Negative Affectivity Moderates the Relationship between Attentional Control and Focused Skin Picking
Prochwicz, K., Antosz-Rekucka, R., Kałużna-Wielobób, A., Sznajder, D., & Kłosowska, J. (2022). Negative Affectivity Moderates the Relationship between Attentional Control and Focused Skin Picking. International journal of environmental research and public health, 19(11), 6636. https://doi.org/10.3390/ijerph19116636
Reposted with permission
Very little is known about the cognitive functioning of people with body-focused repetitive behaviours and the few existing studies provide mixed findings. The aim of this study was to investigate the interplay between attentional control, negative affectivity, and focused skin picking. We hypothesized that the control of attention is associated with focused style of skin picking and that this relationship is moderated by negative affectivity. The final sample consisted of 273 non-clinical subjects (79% women) aged 18 to 54 years; study variables were assessed using questionnaires. Moderation analysis was conducted, followed by a simple slope analysis, and the Johnson-Neyman technique was used to probe the interaction effect.
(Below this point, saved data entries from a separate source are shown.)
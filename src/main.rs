mod app;
mod config;
mod dispatch;
mod query;
mod report;
mod source;

use std::path::PathBuf;

use clap::{Parser, Subcommand};
use tracing::{info, warn};

use app::Sleuth;
use config::Config;
use query::{Category, Query, ValidationError, validate, validate_image};

#[derive(Parser, Debug)]
#[command(
    name = "sleuth",
    version,
    about = "Look up one identifier across several public sources"
)]
struct Cli {
    #[arg(long, global = true, help = "Output machine-readable JSON")]
    json: bool,
    #[command(subcommand)]
    command: Commands,
}

#[derive(Subcommand, Debug)]
enum Commands {
    /// Indian mobile number (10-12 digits, optional +91)
    Phone { number: String },
    /// Vehicle registration plate, e.g. MH12AB1234
    Vehicle { plate: String },
    /// IPv4 address
    Ip { address: String },
    /// IFSC bank branch code
    Bank { ifsc: String },
    /// Free-text leak search (email, name, username, number)
    Leak { term: String },
    /// Image file to inspect for metadata and text
    Image { path: PathBuf },
}

impl Commands {
    async fn into_query(self) -> Result<Query, Box<dyn std::error::Error>> {
        let query = match self {
            Commands::Phone { number } => checked(&number, Category::Phone)?,
            Commands::Vehicle { plate } => checked(&plate, Category::Vehicle)?,
            Commands::Ip { address } => checked(&address, Category::Ip)?,
            Commands::Bank { ifsc } => checked(&ifsc, Category::BankCode)?,
            Commands::Leak { term } => checked(&term, Category::FreeText)?,
            Commands::Image { path } => {
                let bytes = tokio::fs::read(&path)
                    .await
                    .map_err(|e| format!("cannot read {}: {e}", path.display()))?;
                let name = path
                    .file_name()
                    .map(|n| n.to_string_lossy().into_owned())
                    .unwrap_or_default();
                validate_image(&name, bytes).inspect_err(log_rejection)?
            }
        };
        Ok(query)
    }
}

fn checked(raw: &str, category: Category) -> Result<Query, ValidationError> {
    validate(raw, category).inspect_err(log_rejection)
}

fn log_rejection(e: &ValidationError) {
    warn!(reason = e.reason(), "input rejected before dispatch");
}

#[tokio::main]
async fn main() -> Result<(), Box<dyn std::error::Error>> {
    tracing_subscriber::fmt()
        .with_writer(std::io::stderr)
        .with_env_filter(
            tracing_subscriber::EnvFilter::from_default_env()
                .add_directive("sleuth=info".parse()?),
        )
        .init();

    let cli = Cli::parse();
    let config = Config::from_env()?;
    let query = cli.command.into_query().await?;
    info!(category = %query.category, input = %query.raw, "starting lookup");

    let report = Sleuth::new(&config)?.lookup(&query).await;

    if cli.json {
        println!("{}", serde_json::to_string_pretty(&report)?);
    } else {
        print!("{}", report::format::render_text(&report));
    }
    Ok(())
}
We found that at the low level of negative affectivity, the relationship between attentional control and focused skin picking is negative, but not at the higher levels of this trait. Interestingly, when negative affectivity reaches very high intensity, the association between attentional control and skin picking becomes positive. This relationship seems to be quite complex and may depend on the way that cognitive abilities are used by the individual, as well as on the stage of cognitive processing that they are applied to. Further studies using behavioural measures of attention are needed to better understand this issue.